HOW TO COMPLETE THIS TASK:
Copy only this range: the line with "if let Some(ms) = args.fin_poll_ms" through the final line of the material, inclusive at both ends.

(SOURCE INFORMATION Opens)

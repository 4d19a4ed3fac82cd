//! UDPFT 수신 도구
//!
//! 사용법:
//!   udpft-recv <PORT> [--ack-timeout-ms N] [--fin-poll-ms N]
//!
//! 송신자가 SYN에 담아 보낸 경로에 파일을 만든다. 전송 한 건을 받고 종료한다.

use std::process::ExitCode;
use std::sync::Arc;
use std::time::Duration;

use clap::Parser;
use tracing::{error, info};
use tracing_subscriber::EnvFilter;

use udpft::{Config, Receiver, UdpTransport};

/// UDP로 전송되는 파일 한 개를 받는다
#[derive(Parser, Debug)]
#[command(name = "udpft-recv", version)]
struct Args {
    /// 대기할 포트
    port: u16,

    /// DATA 수신 한 번의 대기 시간 (밀리초)
    #[arg(long)]
    ack_timeout_ms: Option<u64>,

    /// 종료 단계에서 FIN 응답을 기다리는 간격 (밀리초)
    #[arg(long)]
    fin_poll_ms: Option<u64>,
}

#[tokio::main]
async fn main() -> ExitCode {
    tracing_subscriber::fmt()
        .with_env_filter(
            EnvFilter::try_from_default_env().unwrap_or_else(|_| EnvFilter::new("info")),
        )
        .init();

    let args = Args::parse();
    match run(args).await {
        Ok(()) => ExitCode::SUCCESS,
        Err(e) => {
            error!("수신 실패: {}", e);
            let mut source = std::error::Error::source(&e);
            while let Some(cause) = source {
                error!("  원인: {}", cause);
                source = cause.source();
            }
            ExitCode::FAILURE
        }
    }
}

async fn run(args: Args) -> udpft::Result<()> {
    let mut config = Config::default();
    if let Some(ms) = args.ack_timeout_ms {
        config.ack_timeout = Duration::from_millis(ms);
    }
    if let Some(ms) = args.fin_poll_ms {
        config.fin_poll_interval = Duration::from_millis(ms);
    }

    info!("UDPFT receiver starting on port {}", args.port);

    let transport = UdpTransport::listen(args.port)
        .await?
        .with_recv_buffer(config.recv_buffer_size);
    let receiver = Receiver::new(config, Arc::new(transport))?;
    let report = receiver.receive_file().await?;

    info!(
        "Received {} bytes into {}",
        report.bytes_written, report.connection.destination_path
    );
    println!("{}", report.stats.summary());
    Ok(())
}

(SOURCE INFORMATION Closes)

RESPONSE BELOW:
    if let Some(ms) = args.fin_poll_ms {
        config.fin_poll_interval = Duration::from_millis(ms);
    }

    info!("UDPFT receiver starting on port {}", args.port);

    let transport = UdpTransport::listen(args.port)
        .await?
        .with_recv_buffer(config.recv_buffer_size);
    let receiver = Receiver::new(config, Arc::new(transport))?;
    let report = receiver.receive_file().await?;

    info!(
        "Received {} bytes into {}",
        report.bytes_written, report.connection.destination_path
    );
    println!("{}", report.stats.summary());
    Ok(())
}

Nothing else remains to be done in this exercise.